## EXERCISE
The answer must be every line of the records below that contains the word "bytes", copied out.

## Recorded data
==========
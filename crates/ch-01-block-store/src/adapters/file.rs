use crate::domain::errors::KVStoreError;
use crate::ports::outbound::{BatchOperation, KeyValueStore};
use std::collections::BTreeMap;
use std::io::Write;
use std::path::{Path, PathBuf};

/// File-backed key-value store for deployments without RocksDB.
///
/// The whole map is rewritten on every mutation through a temp file and a
/// rename, so a crash leaves either the old or the new snapshot.
pub struct FileBackedKVStore {
    data: BTreeMap<Vec<u8>, Vec<u8>>,
    path: PathBuf,
}

impl FileBackedKVStore {
    /// Open (or create) the store file at `path`.
    pub fn open<P: AsRef<Path>>(path: P) -> Result<Self, KVStoreError> {
        let path = path.as_ref().to_path_buf();
        let data = match std::fs::read(&path) {
            Ok(bytes) => {
                let data: BTreeMap<Vec<u8>, Vec<u8>> =
                    bincode::deserialize(&bytes).map_err(|e| KVStoreError::CorruptionError {
                        message: format!("{}: {e}", path.display()),
                    })?;
                tracing::info!(
                    "[ch-01] Loaded {} keys from {}",
                    data.len(),
                    path.display()
                );
                data
            }
            Err(e) if e.kind() == std::io::ErrorKind::NotFound => {
                tracing::info!("[ch-01] No existing storage file at {}", path.display());
                BTreeMap::new()
            }
            Err(e) => {
                return Err(KVStoreError::IOError {
                    message: format!("{}: {e}", path.display()),
                })
            }
        };
        Ok(Self { data, path })
    }

    fn save_to_file(&self) -> Result<(), KVStoreError> {
        let io_err = |e: std::io::Error| KVStoreError::IOError {
            message: e.to_string(),
        };

        if let Some(parent) = self.path.parent() {
            std::fs::create_dir_all(parent).map_err(io_err)?;
        }

        let bytes = bincode::serialize(&self.data).map_err(|e| KVStoreError::IOError {
            message: e.to_string(),
        })?;

        let temp_path = self.path.with_extension("tmp");
        let mut file = std::fs::File::create(&temp_path).map_err(io_err)?;
        file.write_all(&bytes).map_err(io_err)?;
        file.sync_all().map_err(io_err)?;
        std::fs::rename(&temp_path, &self.path).map_err(io_err)?;
        Ok(())
    }
}

impl KeyValueStore for FileBackedKVStore {
    fn get(&self, key: &[u8]) -> Result<Option<Vec<u8>>, KVStoreError> {
        Ok(self.data.get(key).cloned())
    }

    fn put(&mut self, key: &[u8], value: &[u8]) -> Result<(), KVStoreError> {
        let previous = self.data.insert(key.to_vec(), value.to_vec());
        if let Err(e) = self.save_to_file() {
            match previous {
                Some(old) => self.data.insert(key.to_vec(), old),
                None => self.data.remove(key),
            };
            return Err(e);
        }
        Ok(())
    }

    fn atomic_batch_write(&mut self, operations: Vec<BatchOperation>) -> Result<(), KVStoreError> {
        let snapshot = self.data.clone();
        for op in operations {
            match op {
                BatchOperation::Put { key, value } => {
                    self.data.insert(key, value);
                }
            }
        }
        if let Err(e) = self.save_to_file() {
            self.data = snapshot;
            return Err(e);
        }
        Ok(())
    }

    fn exists(&self, key: &[u8]) -> Result<bool, KVStoreError> {
        Ok(self.data.contains_key(key))
    }
}

#[cfg(test)]
mod tests {
    use super::*;
    use tempfile::TempDir;

    #[test]
    fn test_survives_reopen() {
        let temp_dir = TempDir::new().unwrap();
        let path = temp_dir.path().join("store.bin");

        let mut store = FileBackedKVStore::open(&path).unwrap();
        store
            .atomic_batch_write(vec![
                BatchOperation::put(b"a", b"1"),
                BatchOperation::put(b"b", b"2"),
            ])
            .unwrap();
        drop(store);

        let store = FileBackedKVStore::open(&path).unwrap();
        assert_eq!(store.get(b"a").unwrap(), Some(b"1".to_vec()));
        assert!(store.exists(b"b").unwrap());
    }

    #[test]
    fn test_failed_put_leaves_no_trace() {
        let temp_dir = TempDir::new().unwrap();
        let path = temp_dir.path().join("store.bin");
        let mut store = FileBackedKVStore::open(&path).unwrap();
        store.put(b"seen", b"1").unwrap();

        // A directory where the temp file should go makes every save fail.
        std::fs::create_dir(path.with_extension("tmp")).unwrap();

        assert!(store.put(b"tx", b"record").is_err());
        assert!(!store.exists(b"tx").unwrap());
        assert!(store.put(b"seen", b"2").is_err());
        assert_eq!(store.get(b"seen").unwrap(), Some(b"1".to_vec()));
        assert!(store
            .atomic_batch_write(vec![BatchOperation::put(b"batch", b"x")])
            .is_err());
        assert!(!store.exists(b"batch").unwrap());
    }

    #[test]
    fn test_corrupt_file_is_rejected() {
        let temp_dir = TempDir::new().unwrap();
        let path = temp_dir.path().join("store.bin");
        std::fs::write(&path, [0xff, 0xff, 0xff]).unwrap();

        assert!(matches!(
            FileBackedKVStore::open(&path),
            Err(KVStoreError::CorruptionError { .. })
        ));
    }
}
==========
## WRITTEN REPLY
            Ok(bytes) => {
                    bincode::deserialize(&bytes).map_err(|e| KVStoreError::CorruptionError {
        let bytes = bincode::serialize(&self.data).map_err(|e| KVStoreError::IOError {
        file.write_all(&bytes).map_err(io_err)?;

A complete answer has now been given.